Aligning IT Law and Human Computer Interaction – Making law more accessible through Privacy by Design ideation cards
Case study source: Horizon Digital Economy Research Impact Highlights, June 2017
|Dr Lachlan Urquhart, was a member of the 2012 cohort and graduated with a PhD from the Horizon Centre for Doctoral Training in July 2017, after successfully passing his viva in March of the same year.
During his PhD Lachlan was looking to understand the role of technology designers in addressing some of the tough regulatory questions around emerging technologies, like the Internet of Things (IoT). He was interested in how much IT Law and HCI could conceptually be aligned, and the areas of practical crossover between the two disciplines.
Lachlan is now a Research Fellow in IT Law at Horizon Digital Economy Research at the University of Nottingham, focusing on aligning the fields of IT Law and Human Computer Interaction (HCI), so that academics and designers can work together to address regulatory challenges of emerging data driven technologies.

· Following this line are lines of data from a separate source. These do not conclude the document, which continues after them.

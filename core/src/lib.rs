//! Pattern Capture 核心库
//!
//! 视频解码 → GPU 对比度增强 → 按序收集结果与时间元数据。

pub mod config;
pub mod driver;
pub mod enhancer;
pub mod error;
pub mod extractor;
pub mod frame;
pub mod gpu;
pub mod logging;
pub mod media;

pub use config::{DEFAULT_CONTRAST, ExtractOptions, PipelineConfig};
pub use driver::{ExtractionSummary, PipelineDriver, PipelineMsg, ensure_supported_video, is_supported_video, timeline_label};
pub use enhancer::{FrameEnhance, FrameEnhancer};
pub use error::{BackendError, ExtractError};
pub use extractor::{ExtractionState, FrameExtractor, spawn_extraction};
pub use frame::{EnhancedImage, ExtractionResult, PixelBuffer, RawFrame};
pub use gpu::ComputeBackend;
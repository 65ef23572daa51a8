//! 管线驱动：接收视频文件，启动提取，把结果交给下游消费者

use std::path::{Path, PathBuf};
use std::sync::Arc;
use std::sync::mpsc::SyncSender;
use std::thread::JoinHandle;

use anyhow::{Context, Result, bail};
use serde::Serialize;
use tracing::{info, warn};

use crate::config::ExtractOptions;
use crate::enhancer::{FrameEnhance, FrameEnhancer};
use crate::extractor::{BoundedPool, FrameExtractor, spawn_extraction};
use crate::frame::{EnhancedImage, ExtractionResult};

/// 可接受的视频容器扩展名
pub const SUPPORTED_EXTENSIONS: [&str; 2] = ["mov", "mp4"];

/// 扩展名是否为支持的视频容器（不区分大小写）
#[must_use]
pub fn is_supported_video(path: &Path) -> bool {
    path.extension()
        .and_then(|ext| ext.to_str())
        .is_some_and(|ext| {
            SUPPORTED_EXTENSIONS
                .iter()
                .any(|s| s.eq_ignore_ascii_case(ext))
        })
}

/// 检查扩展名，不支持时返回带路径与可选格式的错误
///
/// # Errors
///
/// 扩展名不是 [`SUPPORTED_EXTENSIONS`] 之一
pub fn ensure_supported_video(path: &Path) -> Result<()> {
    if !is_supported_video(path) {
        bail!(
            "不支持的视频格式: {}（仅支持 {}）",
            path.display(),
            SUPPORTED_EXTENSIONS.join(", ")
        );
    }
    Ok(())
}

/// 时间轴末端标签，例如 `"12.34 seconds, 370 frames"`
#[must_use]
pub fn timeline_label(duration: f64, total_frames: u64) -> String {
    format!("{duration:.2} seconds, {total_frames} frames")
}

/// 发往下游的消息
#[derive(Debug)]
pub enum PipelineMsg {
    /// 一次提取完成
    FramesReady {
        /// 视频路径
        source: PathBuf,
        /// 提取结果
        result: ExtractionResult,
    },
}

/// 提取结果摘要
#[derive(Debug, Clone, PartialEq, Serialize)]
pub struct ExtractionSummary {
    /// 视频路径
    pub source: String,
    /// 产出的图像数
    pub frames: usize,
    /// 帧率
    pub frame_rate: f64,
    /// 时长（秒）
    pub duration: f64,
    /// 由元数据推算的总帧数
    pub total_frames: u64,
    /// 未产出的帧数
    pub dropped: u64,
    /// 第一帧序号
    pub first_index: Option<u64>,
    /// 最后一帧序号
    pub last_index: Option<u64>,
    /// 时间轴标签
    pub label: String,
}

impl ExtractionSummary {
    /// 由提取结果生成摘要
    #[must_use]
    pub fn from_result(source: &Path, result: &ExtractionResult) -> Self {
        let frames = result.images.len();
        Self {
            source: source.display().to_string(),
            frames,
            frame_rate: result.frame_rate,
            duration: result.duration,
            total_frames: result.total_frames,
            dropped: result.total_frames.saturating_sub(frames as u64),
            first_index: result.images.first().map(|img| img.index),
            last_index: result.images.last().map(|img| img.index),
            label: timeline_label(result.duration, result.total_frames),
        }
    }
}

/// 管线驱动
///
/// 每次 `submit` 在独立线程上提取，完成后通过通道发送 [`PipelineMsg::FramesReady`]
pub struct PipelineDriver<E = FrameEnhancer> {
    extractor: Arc<FrameExtractor<E>>,
    options: ExtractOptions,
    output_tx: SyncSender<PipelineMsg>,
}

impl<E: FrameEnhance + 'static> PipelineDriver<E> {
    /// 创建驱动
    #[must_use]
    pub fn new(enhancer: Arc<E>, options: ExtractOptions, output_tx: SyncSender<PipelineMsg>) -> Self {
        Self {
            extractor: Arc::new(FrameExtractor::new(enhancer)),
            options,
            output_tx,
        }
    }

    /// 提交一个视频文件
    ///
    /// # Errors
    ///
    /// - 扩展名不是支持的视频容器
    /// - 提取线程创建失败
    pub fn submit(&self, path: PathBuf) -> Result<JoinHandle<()>> {
        ensure_supported_video(&path)?;

        info!(path = %path.display(), "提交视频");
        let tx = self.output_tx.clone();
        let source = path.clone();
        spawn_extraction(
            Arc::clone(&self.extractor),
            path,
            self.options,
            move |result| {
                if tx.send(PipelineMsg::FramesReady { source, result }).is_err() {
                    warn!("结果接收端已关闭，丢弃提取结果");
                }
            },
        )
        .context("无法创建提取线程")
    }

    /// 以新的对比度重新增强已提取的图像
    ///
    /// 保留序号与时间戳，失败的图像被丢弃，结果按序号排序
    #[must_use]
    pub fn reenhance(&self, images: &[EnhancedImage], contrast: f32) -> Vec<EnhancedImage> {
        let pool = BoundedPool::new(self.options.workers(), self.options.batch());
        let enhancer = self.extractor.enhancer().as_ref();
        let mut out = pool.run(images, |src: &EnhancedImage| {
            enhancer
                .enhance_image(&src.image, contrast)
                .map(|image| EnhancedImage {
                    index: src.index,
                    timestamp: src.timestamp,
                    image,
                })
        });
        out.sort_unstable_by_key(|img| img.index);
        out
    }
}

Research focus: Lachlan studied different design frameworks which were quite open to engaging with wider ethical implications of technology, and from the law side looked to see what role design already had as a regulatory tool to shape behaviour of end users. While this had already been studied to some extent, he however found a gap between the work in HCI – looking at how users interact with technology – and the models currently used in IT Law, that are more abstracted and neglect how actual users use technology in practice.
Research activity: To explore the implications of this, he focused on smart metering and domestic IoT, conducting in-depth case studies of regulating these types of technologies. Some examples of the real big issues are getting informed consent from users when they are using ambient technologies, and how to implement The Right to be Forgotten. Lachlan carried out interviews with experts from both IT law and HCI/design communities to see if the concepts he was developing in his PhD would actually work in practice. Alongside this, a set of physical ideation cards were developed, which centered on doing ‘privacy by design’ in practice. The cards are a great tool to sensitise the design community to legal issues, as law is often not a traditional area of focus or familiarity for them.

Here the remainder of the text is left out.